A 5.00 m, 0.732 kg wire is used to support two uniform 235 N posts of equal length (Fig. P15.55), Assume that the wire is essentially horizontal and that the speed of sound is 344 m/s. A strong wind is blowing, causing the wire to vibrate in its 5^th overtone. What are the frequency and wavelength of the sound this wire produces?

Short answer

Thus, the frequency is $2064Hz$ and wavelength is $0.166m$.

Step-by-step solution

Given in the question

Speed of sound $v=344\mathrm{m}/\mathrm{s}$.

The mass of wire $m=0.732\mathrm{k}\mathrm{g}$.

Length of wire $L=5.00m$

Tension on the wire $F=235\mathrm{N}$.

Use formula of frequency and wavelength

The speed is$v=\lambda f=\sqrt{\frac{F}{\mu }}$.

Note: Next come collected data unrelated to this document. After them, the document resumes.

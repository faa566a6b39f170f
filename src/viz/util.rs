//! Utility functions for visualization: colors, value formatting, axis ranges and gutters.

use plotters::prelude::*;

/// Microsoft Office (2013+) chart series palette, first entries only.
const OFFICE: [RGBColor; 3] = [
    RGBColor(68, 114, 196), // blue      (#4472C4)
    RGBColor(237, 125, 49), // orange    (#ED7D31)
    RGBColor(112, 173, 71), // green     (#70AD47)
];

/// Get a color from the Office palette.
#[inline]
pub fn office_color(idx: usize) -> RGBAColor {
    OFFICE[idx % OFFICE.len()].to_rgba()
}

/// How values are written on the Y axis and on point labels.
#[derive(Debug, Clone, Copy, PartialEq, Eq)]
pub enum ValueFormat {
    /// One decimal, e.g. `10.5` (births per 1,000 people).
    Rate,
    /// Millions with one decimal, e.g. `38.0M`.
    Millions,
}

impl ValueFormat {
    pub fn format(self, v: f64) -> String {
        match self {
            ValueFormat::Rate => format!("{v:.1}"),
            ValueFormat::Millions => format!("{:.1}M", v / 1.0e6),
        }
    }
}

/// Heuristic: estimate pixel width of text (Plotters has no built-in text measuring).
pub fn estimate_text_width_px(text: &str, font_px: u32) -> u32 {
    ((text.chars().count() as f32) * (font_px as f32) * 0.60).ceil() as u32
}

/// Y range covering `values` with headroom above for point labels.
///
/// Falls back to `0..1` for no values and widens a flat series so the axis is not degenerate.
pub fn padded_range(values: impl IntoIterator<Item = f64>) -> (f64, f64) {
    let (mut lo, mut hi) = values
        .into_iter()
        .filter(|v| v.is_finite())
        .fold((f64::INFINITY, f64::NEG_INFINITY), |(lo, hi), v| {
            (lo.min(v), hi.max(v))
        });
    if !lo.is_finite() || !hi.is_finite() {
        return (0.0, 1.0);
    }
    if (hi - lo).abs() < f64::EPSILON {
        let bump = if lo == 0.0 { 1.0 } else { lo.abs() * 0.05 };
        lo -= bump;
        hi += bump;
    }
    let span = hi - lo;
    (lo - span * 0.08, hi + span * 0.15)
}

/// Width of the left label area (pixels) for the tick labels `fmt` will produce on `lo..hi`.
pub fn compute_left_label_area_px(
    lo: f64,
    hi: f64,
    ticks: usize,
    font_px: u32,
    fmt: ValueFormat,
) -> u32 {
    let mut max_px = 0u32;
    for i in 0..=ticks {
        let t = if ticks == 0 {
            0.0
        } else {
            i as f64 / ticks as f64
        };
        let s = fmt.format(lo + (hi - lo) * t);
        max_px = max_px.max(estimate_text_width_px(&s, font_px));
    }
    // Room for tick marks and the rotated axis description.
    max_px.saturating_add(40).clamp(60, 160)
}
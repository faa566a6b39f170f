//! Console output: coverage summary and the yearly table.

use crate::models::YearlySummary;
use crate::stats::DatasetSummary;
use num_format::{Locale, ToFormattedString};
use std::io::{self, Write};

/// Whole number with thousands separators; non-finite values print as `NA`.
pub fn fmt_count(v: f64) -> String {
    if v.is_finite() {
        (v.round() as i64).to_formatted_string(&Locale::en)
    } else {
        "NA".to_string()
    }
}

pub fn write_dataset_summary<W: Write>(out: &mut W, s: &DatasetSummary) -> io::Result<()> {
    writeln!(out, "=== SUMMARY STATISTICS ===")?;
    writeln!(out)?;
    writeln!(out, "Global Data Summary:")?;
    writeln!(out, "Years covered: {} - {}", s.min_year, s.max_year)?;
    writeln!(out, "Number of countries: {}", s.countries)?;
    writeln!(
        out,
        "Average global birth rate: {:.2} per 1,000 people",
        s.mean_birth_rate
    )?;
    Ok(())
}

/// Every row of the summary, in the order given.
pub fn write_yearly_table<W: Write>(out: &mut W, rows: &[YearlySummary]) -> io::Result<()> {
    writeln!(
        out,
        "{:>6}  {:>15}  {:>17}  {:>14}",
        "year", "canada_births", "total_births", "chance_percent"
    )?;
    for r in rows {
        writeln!(
            out,
            "{:>6}  {:>15}  {:>17}  {:>14.3}",
            r.year,
            fmt_count(r.canada_births),
            fmt_count(r.total_births),
            r.chance_percent
        )?;
    }
    Ok(())
}

pub fn print_dataset_summary(s: &DatasetSummary) -> io::Result<()> {
    write_dataset_summary(&mut io::stdout().lock(), s)
}

pub fn print_yearly_table(rows: &[YearlySummary]) -> io::Result<()> {
    write_yearly_table(&mut io::stdout().lock(), rows)
}

#[cfg(test)]
mod tests {
    use super::*;

    #[test]
    fn table_lines() {
        let rows = vec![YearlySummary {
            year: 2020,
            canada_births: 399_000.0,
            total_births: 140_000_000.0,
            chance_percent: 0.285,
        }];
        let mut buf = Vec::new();
        write_yearly_table(&mut buf, &rows).unwrap();
        let text = String::from_utf8(buf).unwrap();
        let lines: Vec<&str> = text.lines().collect();
        assert_eq!(lines.len(), 2);
        assert!(lines[1].contains("399,000"));
        assert!(lines[1].contains("140,000,000"));
        assert!(lines[1].trim_end().ends_with("0.285"));
    }

    #[test]
    fn summary_block() {
        let s = DatasetSummary {
            rows: 10,
            min_year: 1960,
            max_year: 2023,
            countries: 260,
            mean_birth_rate: 27.456,
        };
        let mut buf = Vec::new();
        write_dataset_summary(&mut buf, &s).unwrap();
        let text = String::from_utf8(buf).unwrap();
        assert!(text.contains("Years covered: 1960 - 2023"));
        assert!(text.contains("Number of countries: 260"));
        assert!(text.contains("27.46 per 1,000 people"));
        assert_eq!(fmt_count(f64::NAN), "NA");
    }
}
//! Bounded worker pool over the request list.
//!
//! Up to `jobs` threads pop requests from a shared queue until it is empty.
//! Results are collected over a channel and put back into request order.

use std::collections::VecDeque;
use std::sync::mpsc;
use std::sync::Mutex;
use std::thread;

use super::{run_one, RequestOutcome};
use crate::control::CancelToken;
use crate::fetcher::Fetcher;
use crate::http::HttpClient;
use crate::request::DownloadRequest;
use crate::storage::FileStore;

pub(super) fn run_parallel<H, S>(
    fetcher: &Fetcher<H, S>,
    requests: &[DownloadRequest],
    jobs: usize,
    cancel: &CancelToken,
) -> Vec<RequestOutcome>
where
    H: HttpClient,
    S: FileStore,
{
    let work: Mutex<VecDeque<(usize, &DownloadRequest)>> =
        Mutex::new(requests.iter().enumerate().collect());
    let (tx, rx) = mpsc::channel::<(usize, RequestOutcome)>();
    let num_workers = jobs.min(requests.len());

    thread::scope(|scope| {
        for _ in 0..num_workers {
            let tx = tx.clone();
            let work = &work;
            scope.spawn(move || loop {
                let next = match work.lock() {
                    Ok(mut queue) => queue.pop_front(),
                    Err(_) => None,
                };
                let Some((index, request)) = next else {
                    break;
                };
                if tx.send((index, run_one(fetcher, request, cancel))).is_err() {
                    break;
                }
            });
        }
    });
    drop(tx);

    // Every index is filled: `thread::scope` re-raises worker panics.
    let mut slots: Vec<Option<RequestOutcome>> = requests.iter().map(|_| None).collect();
    for (index, outcome) in rx {
        slots[index] = Some(outcome);
    }
    slots.into_iter().flatten().collect()
}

Thus, the formula for frequency and wavelength is given by:

$f=\left(pthovertone+1\right)\times velocityofsoundinair$

Here, $F$ is tension, $\mu$ is linear density, $\lambda$ is wavelength and $f$ is frequency.

Calculate the frequency and wavelength

According to the question,

The frequency is calculated as follows:

$\begin{array}{c}f=\left(5+1\right)\times 344\\ =6\times 344\\ =2064Hz\end{array}$

Thus, the wavelength is calculated as follows:

$\begin{array}{c}v=\lambda f\\ 344=\lambda \times 2064Hz\\ \lambda =\frac{344}{2064}\\ =\frac{1}{6}\\ =0.166m\end{array}$

Hence, the frequency is $2064Hz$ and wavelength is $0.166m$.